In the image above, assume that the person is lifting the 12.5 kg weight at a constant velocity and the pulleys are frictionless. In this case, what would the pulling force be?
Here's what I've tried:
I assumed that the resultant force on the pulley A would be equal to the tension T. Since the velocity is constant, the acceleration is 0.
T – 125 = 12.5 * 0
=> T = 125 N
So the resultant force on the pulley A is 125 N.

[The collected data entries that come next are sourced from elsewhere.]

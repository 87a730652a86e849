/*!
 * Tests for the glossary model and its file loaders
 */

use anyhow::Result;
use std::path::Path;

use yamat::errors::GlossaryError;
use yamat::translation::glossary::{Glossary, load_glossary, load_glossary_lenient};

use crate::common;

#[test]
fn test_fromRows_helloWorld_shouldMapBothTerms() {
    let glossary = common::sample_glossary();

    let pairs: Vec<(&str, &str)> = glossary
        .iter()
        .map(|e| (e.source_term.as_str(), e.target_term.as_str()))
        .collect();
    assert_eq!(pairs, vec![("Hello", "Hola"), ("world", "mundo")]);
}

#[test]
fn test_fromRows_repeatedSource_lastRowWins() {
    let glossary = Glossary::from_rows([["a", "x"], ["b", "z"], ["a", "y"]]);

    assert_eq!(glossary.len(), 2);
    assert_eq!(glossary.get("a"), Some("y"));
    assert_eq!(glossary.to_prompt_lines(), "a: y\nb: z");
}

#[test]
fn test_loadGlossary_csvWithQuotedComma_shouldKeepWholeCell() -> Result<()> {
    let dir = common::create_temp_dir()?;
    let path = common::create_test_file(dir.path(), "terms.csv", "source,target\n\"Hello, friend\",\"Hola, amigo\"\n")?;

    let glossary = load_glossary(&path)?;

    assert_eq!(glossary.get("Hello, friend"), Some("Hola, amigo"));
    Ok(())
}

#[test]
fn test_loadGlossary_extraColumns_shouldBeIgnored() -> Result<()> {
    let dir = common::create_temp_dir()?;
    let path = common::create_test_file(dir.path(), "terms.csv", "source,target,notes\nworld,mundo,common noun\n")?;

    let glossary = load_glossary(&path)?;

    assert_eq!(glossary.len(), 1);
    assert_eq!(glossary.get("world"), Some("mundo"));
    Ok(())
}

#[test]
fn test_loadGlossary_headerOnly_shouldBeEmpty() -> Result<()> {
    let dir = common::create_temp_dir()?;
    let path = common::create_test_file(dir.path(), "terms.csv", "source,target\n")?;

    let glossary = load_glossary(&path)?;

    assert!(glossary.is_empty());
    Ok(())
}

#[test]
fn test_loadGlossary_emptyFile_shouldBeEmpty() -> Result<()> {
    let dir = common::create_temp_dir()?;
    let path = common::create_test_file(dir.path(), "terms.csv", "")?;

    let glossary = load_glossary(&path)?;

    assert!(glossary.is_empty());
    Ok(())
}

#[test]
fn test_loadGlossary_uppercaseExtension_shouldBeRecognised() -> Result<()> {
    let dir = common::create_temp_dir()?;
    let path = common::create_test_file(dir.path(), "TERMS.CSV", "en,es\nHello,Hola\n")?;

    let glossary = load_glossary(&path)?;

    assert_eq!(glossary.get("Hello"), Some("Hola"));
    Ok(())
}

#[test]
fn test_loadGlossary_xlsxWorkbook_shouldSkipHeaderAndBlankRows() -> Result<()> {
    // Header row, a numeric source cell, an empty row 4 and a row without a target
    let glossary = load_glossary(&common::fixture_path("glossary.xlsx"))?;

    let pairs: Vec<(&str, &str)> = glossary
        .iter()
        .map(|e| (e.source_term.as_str(), e.target_term.as_str()))
        .collect();
    assert_eq!(pairs, vec![("Hello", "Hola"), ("7", "siete"), ("world", "mundo")]);
    assert_eq!(glossary.get("English"), None);
    assert_eq!(glossary.get("orphan"), None);
    Ok(())
}

#[test]
fn test_loadGlossaryLenient_xlsxWorkbook_shouldHaveNoNotice() {
    let (glossary, notice) = load_glossary_lenient(&common::fixture_path("glossary.xlsx"));

    assert!(notice.is_none());
    assert_eq!(glossary.len(), 3);
}

#[test]
fn test_loadGlossary_missingFile_shouldBeUnreadable() {
    let result = load_glossary(Path::new("/nonexistent/terms.csv"));
    assert!(matches!(result, Err(GlossaryError::Unreadable { .. })));
}

#[test]
fn test_loadGlossaryLenient_missingFile_shouldReturnNotice() {
    let (glossary, notice) = load_glossary_lenient(Path::new("/nonexistent/terms.xlsx"));

    assert!(glossary.is_empty());
    assert!(matches!(notice, Some(GlossaryError::Unreadable { .. })));
}

#[test]
fn test_audit_shouldBeCaseSensitive() {
    let glossary = common::sample_glossary();

    let audit = glossary.audit("hello World", "hola mundo");

    assert_eq!(audit.applicable, 0);
    assert!(audit.is_satisfied());
}

#[test]
fn test_audit_allTermsPresent_shouldBeSatisfied() {
    let glossary = common::sample_glossary();

    let audit = glossary.audit(common::SAMPLE_TEXT, "¡Hola mundo! Este es un mensaje de prueba.");

    assert_eq!(audit.applicable, 2);
    assert!(audit.is_satisfied());
}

Here's the part I'm unsure about:
If the resultant force on the pulley A is 125 N, then should the tension on both sides of pulley B also be 125 N? And if so, would the tension on both sides of pulley C also be 125 N (which would result in a pulling force of 125 N)? Or would the resultant force from pulley A be divided somehow?
Best Answer
You're missing a few things, which is why your answer isn't as you expect. I'll solve this two ways - using tensions (as you did), and using conservation of energy. We will see that they give the same answer.
Working using tension.
Your big omission here is that, from the point of view of pulley A, there are * two * downward forces on it (other than its own weight which we ignore), not one.
Look at the rope that starts at the ground, runs round pulley A, and attaches to the weight. That rope has tension in it. When the weight is just about to lift more, the tension pulling it up must be just about /more than 125 N (taking g as 10 for simplicity, actually it's closer to 9.8).
That tension is in all of that rope. So pulley A experiences that tension * twice* - once as a tension on the left side, where the ground is 'trying' to pull down the pulley, with tension 125N, and again on the right side where the weight is also pulling downward, creating a tension in the right half of the rope, of 125N. At the top of A, these two tensions in the bottom rope are equal and opposite (and both pull horizontally!), so they cancel. But vertically, pulley A experiences 250N downward because of them.
As A is in equilibrium, it must also have a balancing force upward of 250N as well, so the tension in the upper rope must be 250N. So this is the force you must exert to hold it stationary.
Answer - pull with force 250N.
(Comment on tensions at B and C: At pulley B, the tension at the left of B is 250N, so the tension on the right of B is also 250N. That means the tension on the left of C is 250N, so the tension on the right of C is 250N, so we are pulling with a force of 250N. In effect, the rope from A-B-C-human is one rope, with the same tension throughout (as it's not moving internally!), so the tension at A is the force applied by the human at the right. Looked at another way, B and C change the direction of the rope, and the direction of the tension in it, but they don't change the size of that tension)
Working using energy.
You can also solve this using conservation of energy (assuming no friction).
Suppose we pull the rope by some small amount, call it 'h'. By looking at how the pulleys are arranged, we can confirm that the weight would be lifted by twice that amount, or 2h.
(Example: suppose there was 50cm of rope each side of pulley A, so the total rope length around A is 100cm. Imagine that we pull the rope at C by 1cm. Then A will rise by 1cm. So there will now be 51cm of rope on the left side of A, so there must be 49cm on the right side. So the weight is 2cm off the ground, so it has risen by 2cm)
The work done is calculated as the force used x the distance the force worked.
Work done by weight (= potential energy gained by weight): the change in energy when an object moves against gravity is given by a well known formula: (mass) x (g) x (distance moved). The mass is 12.5 kg, gravity is say 10 m/s2 and the distance raised is 2h. Total potential energy gained = 12.5 x 10 x 2h = 250h.
Work done by human: the work done is whatever force they had to use (call it F), times the distance that force acted through (which was 'h'). So work done is Fh.
Assuming no friction, the work done equals the potential energy gained (human did work, weight gained altitude, no energy was gained or lost by the system as a whole). So 250h = Fh. So F=250.
The force used was 250 N, same result.